Work instruction >>
Below are lines of data; restate word for word those running from the line containing "#[derive(Debug, Error)]" to the line containing "pub(crate) fn io(path: &Path, source: io::Error)", inclusive, and no others.

========

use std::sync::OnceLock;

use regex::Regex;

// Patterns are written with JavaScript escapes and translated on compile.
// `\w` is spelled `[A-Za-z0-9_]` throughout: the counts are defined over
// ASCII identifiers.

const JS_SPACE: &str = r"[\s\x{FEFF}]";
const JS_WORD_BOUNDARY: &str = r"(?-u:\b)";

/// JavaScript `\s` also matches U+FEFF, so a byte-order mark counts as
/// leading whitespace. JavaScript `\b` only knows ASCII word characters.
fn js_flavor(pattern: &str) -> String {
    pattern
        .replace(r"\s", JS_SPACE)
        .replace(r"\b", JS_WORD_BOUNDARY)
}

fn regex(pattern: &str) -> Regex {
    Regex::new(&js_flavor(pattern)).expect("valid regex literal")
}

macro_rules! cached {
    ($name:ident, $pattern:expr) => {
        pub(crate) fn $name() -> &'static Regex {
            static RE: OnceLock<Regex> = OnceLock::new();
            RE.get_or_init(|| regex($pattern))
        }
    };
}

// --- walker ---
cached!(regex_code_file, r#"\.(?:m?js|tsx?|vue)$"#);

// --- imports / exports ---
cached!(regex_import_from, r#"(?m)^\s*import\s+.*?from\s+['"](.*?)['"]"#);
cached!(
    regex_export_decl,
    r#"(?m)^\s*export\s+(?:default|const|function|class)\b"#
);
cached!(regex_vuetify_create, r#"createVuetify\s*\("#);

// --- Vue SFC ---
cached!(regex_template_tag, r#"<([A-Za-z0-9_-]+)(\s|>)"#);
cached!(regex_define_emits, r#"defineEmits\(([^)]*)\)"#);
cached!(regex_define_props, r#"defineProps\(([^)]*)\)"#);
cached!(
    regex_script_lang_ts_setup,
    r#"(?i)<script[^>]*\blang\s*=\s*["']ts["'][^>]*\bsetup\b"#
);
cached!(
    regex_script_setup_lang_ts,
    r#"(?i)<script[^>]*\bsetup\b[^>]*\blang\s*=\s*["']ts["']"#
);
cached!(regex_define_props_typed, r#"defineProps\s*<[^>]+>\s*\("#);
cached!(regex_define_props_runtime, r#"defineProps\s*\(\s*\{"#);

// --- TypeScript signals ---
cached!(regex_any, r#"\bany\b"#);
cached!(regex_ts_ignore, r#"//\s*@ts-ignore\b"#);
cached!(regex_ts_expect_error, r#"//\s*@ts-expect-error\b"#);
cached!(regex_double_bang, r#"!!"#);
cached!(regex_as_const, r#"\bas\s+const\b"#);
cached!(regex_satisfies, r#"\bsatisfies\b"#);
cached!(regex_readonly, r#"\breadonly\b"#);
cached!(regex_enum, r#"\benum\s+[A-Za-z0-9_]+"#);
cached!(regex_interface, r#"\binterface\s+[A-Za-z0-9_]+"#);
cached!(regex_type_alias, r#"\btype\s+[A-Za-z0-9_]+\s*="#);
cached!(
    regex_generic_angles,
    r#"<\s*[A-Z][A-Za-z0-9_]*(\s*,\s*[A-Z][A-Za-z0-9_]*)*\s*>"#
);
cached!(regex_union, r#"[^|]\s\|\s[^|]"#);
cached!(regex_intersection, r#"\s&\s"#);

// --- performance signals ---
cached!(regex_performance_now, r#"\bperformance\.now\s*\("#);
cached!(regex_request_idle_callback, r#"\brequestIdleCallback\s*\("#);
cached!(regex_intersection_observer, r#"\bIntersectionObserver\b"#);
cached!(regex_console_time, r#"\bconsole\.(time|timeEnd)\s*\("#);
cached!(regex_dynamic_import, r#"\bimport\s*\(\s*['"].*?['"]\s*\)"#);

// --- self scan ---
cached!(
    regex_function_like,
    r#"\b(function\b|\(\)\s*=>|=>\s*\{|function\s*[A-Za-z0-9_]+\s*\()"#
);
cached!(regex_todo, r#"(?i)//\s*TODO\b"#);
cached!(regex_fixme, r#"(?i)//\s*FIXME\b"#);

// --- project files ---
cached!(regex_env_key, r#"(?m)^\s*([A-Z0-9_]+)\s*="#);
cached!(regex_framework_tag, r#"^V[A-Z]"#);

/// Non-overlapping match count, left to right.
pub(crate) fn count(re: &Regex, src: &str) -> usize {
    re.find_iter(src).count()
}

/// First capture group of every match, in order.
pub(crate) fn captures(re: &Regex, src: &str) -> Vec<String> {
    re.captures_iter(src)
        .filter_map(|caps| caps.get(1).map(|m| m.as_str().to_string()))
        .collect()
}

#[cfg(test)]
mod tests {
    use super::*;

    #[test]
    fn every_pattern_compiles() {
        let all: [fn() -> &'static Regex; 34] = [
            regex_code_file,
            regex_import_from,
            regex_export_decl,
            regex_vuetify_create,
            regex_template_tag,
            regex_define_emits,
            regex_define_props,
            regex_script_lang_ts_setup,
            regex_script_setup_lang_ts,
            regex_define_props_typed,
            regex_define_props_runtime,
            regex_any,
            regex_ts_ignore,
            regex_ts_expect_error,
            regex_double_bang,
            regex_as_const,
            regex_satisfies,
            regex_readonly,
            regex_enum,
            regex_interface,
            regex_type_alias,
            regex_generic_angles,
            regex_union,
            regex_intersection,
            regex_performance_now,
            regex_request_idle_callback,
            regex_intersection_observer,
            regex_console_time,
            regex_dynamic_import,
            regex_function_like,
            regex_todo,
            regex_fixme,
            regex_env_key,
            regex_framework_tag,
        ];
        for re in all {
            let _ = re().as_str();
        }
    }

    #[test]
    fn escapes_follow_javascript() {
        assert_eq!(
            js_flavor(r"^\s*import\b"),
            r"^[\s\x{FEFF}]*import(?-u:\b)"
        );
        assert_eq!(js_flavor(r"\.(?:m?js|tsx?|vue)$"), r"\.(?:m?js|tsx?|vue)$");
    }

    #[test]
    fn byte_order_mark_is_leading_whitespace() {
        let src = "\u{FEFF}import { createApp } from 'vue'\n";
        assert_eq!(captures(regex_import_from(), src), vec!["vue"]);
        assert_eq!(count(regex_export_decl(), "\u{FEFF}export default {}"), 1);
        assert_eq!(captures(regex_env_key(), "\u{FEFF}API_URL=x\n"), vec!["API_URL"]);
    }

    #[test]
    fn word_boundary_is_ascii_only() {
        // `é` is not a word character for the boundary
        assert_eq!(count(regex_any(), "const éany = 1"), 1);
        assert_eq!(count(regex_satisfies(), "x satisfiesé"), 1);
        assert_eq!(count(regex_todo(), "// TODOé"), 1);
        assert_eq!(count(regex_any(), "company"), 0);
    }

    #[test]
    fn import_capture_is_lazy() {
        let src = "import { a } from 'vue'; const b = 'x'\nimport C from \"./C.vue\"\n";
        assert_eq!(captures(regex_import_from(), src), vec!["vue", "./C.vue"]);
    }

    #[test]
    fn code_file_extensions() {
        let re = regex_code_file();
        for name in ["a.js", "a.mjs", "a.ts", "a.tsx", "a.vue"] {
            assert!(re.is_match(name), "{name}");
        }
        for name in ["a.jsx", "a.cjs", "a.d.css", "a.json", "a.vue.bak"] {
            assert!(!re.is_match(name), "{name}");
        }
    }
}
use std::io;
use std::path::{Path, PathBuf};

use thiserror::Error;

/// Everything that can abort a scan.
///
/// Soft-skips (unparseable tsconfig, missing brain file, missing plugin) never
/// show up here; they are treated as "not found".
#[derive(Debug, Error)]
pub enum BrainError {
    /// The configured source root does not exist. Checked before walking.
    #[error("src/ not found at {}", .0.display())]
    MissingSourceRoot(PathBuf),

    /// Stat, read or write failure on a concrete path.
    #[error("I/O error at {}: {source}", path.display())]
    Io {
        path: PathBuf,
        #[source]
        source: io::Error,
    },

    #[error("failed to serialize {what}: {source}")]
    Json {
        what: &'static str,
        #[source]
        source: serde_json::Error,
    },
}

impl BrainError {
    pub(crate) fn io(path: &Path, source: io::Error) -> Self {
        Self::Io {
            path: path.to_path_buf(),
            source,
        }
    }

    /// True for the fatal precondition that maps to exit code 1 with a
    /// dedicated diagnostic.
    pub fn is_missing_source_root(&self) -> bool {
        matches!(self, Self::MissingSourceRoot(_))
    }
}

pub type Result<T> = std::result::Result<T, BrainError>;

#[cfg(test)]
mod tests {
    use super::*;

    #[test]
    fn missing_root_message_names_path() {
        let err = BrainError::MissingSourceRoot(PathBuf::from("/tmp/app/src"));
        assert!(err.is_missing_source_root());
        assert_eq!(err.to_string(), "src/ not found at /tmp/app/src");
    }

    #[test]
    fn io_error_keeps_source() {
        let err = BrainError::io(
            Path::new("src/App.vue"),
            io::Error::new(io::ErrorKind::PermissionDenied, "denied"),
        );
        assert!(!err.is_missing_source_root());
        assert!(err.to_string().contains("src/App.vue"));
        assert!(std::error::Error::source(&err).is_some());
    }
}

========

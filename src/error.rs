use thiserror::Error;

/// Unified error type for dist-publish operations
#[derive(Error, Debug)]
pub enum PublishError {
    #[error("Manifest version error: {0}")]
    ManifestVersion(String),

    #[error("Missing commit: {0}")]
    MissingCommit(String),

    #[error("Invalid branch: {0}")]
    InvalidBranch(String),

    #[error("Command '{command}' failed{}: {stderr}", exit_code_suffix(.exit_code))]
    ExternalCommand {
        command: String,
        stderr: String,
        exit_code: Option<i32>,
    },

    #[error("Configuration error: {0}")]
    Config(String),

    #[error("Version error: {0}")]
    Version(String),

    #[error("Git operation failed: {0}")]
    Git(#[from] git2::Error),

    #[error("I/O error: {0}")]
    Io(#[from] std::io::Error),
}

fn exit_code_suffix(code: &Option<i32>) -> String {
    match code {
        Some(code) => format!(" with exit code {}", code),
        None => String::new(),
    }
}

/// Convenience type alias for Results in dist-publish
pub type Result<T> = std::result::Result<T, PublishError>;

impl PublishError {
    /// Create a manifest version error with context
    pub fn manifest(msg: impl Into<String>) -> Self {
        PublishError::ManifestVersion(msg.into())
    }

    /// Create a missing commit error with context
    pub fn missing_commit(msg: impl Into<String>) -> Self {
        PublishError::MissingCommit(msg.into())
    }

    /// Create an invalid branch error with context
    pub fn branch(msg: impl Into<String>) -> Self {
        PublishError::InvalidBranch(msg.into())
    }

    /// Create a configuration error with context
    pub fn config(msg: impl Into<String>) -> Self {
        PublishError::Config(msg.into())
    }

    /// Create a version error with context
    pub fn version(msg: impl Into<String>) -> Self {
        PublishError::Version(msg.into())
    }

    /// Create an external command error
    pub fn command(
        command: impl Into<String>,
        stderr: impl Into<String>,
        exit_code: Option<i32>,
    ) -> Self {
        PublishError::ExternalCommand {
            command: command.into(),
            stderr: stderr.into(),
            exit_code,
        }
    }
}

========

Reply to the exercise >>
#[derive(Debug, Error)]
pub enum BrainError {
    /// The configured source root does not exist. Checked before walking.
    #[error("src/ not found at {}", .0.display())]
    MissingSourceRoot(PathBuf),

    /// Stat, read or write failure on a concrete path.
    #[error("I/O error at {}: {source}", path.display())]
    Io {
        path: PathBuf,
        #[source]
        source: io::Error,
    },

    #[error("failed to serialize {what}: {source}")]
    Json {
        what: &'static str,
        #[source]
        source: serde_json::Error,
    },
}

impl BrainError {
    pub(crate) fn io(path: &Path, source: io::Error) -> Self {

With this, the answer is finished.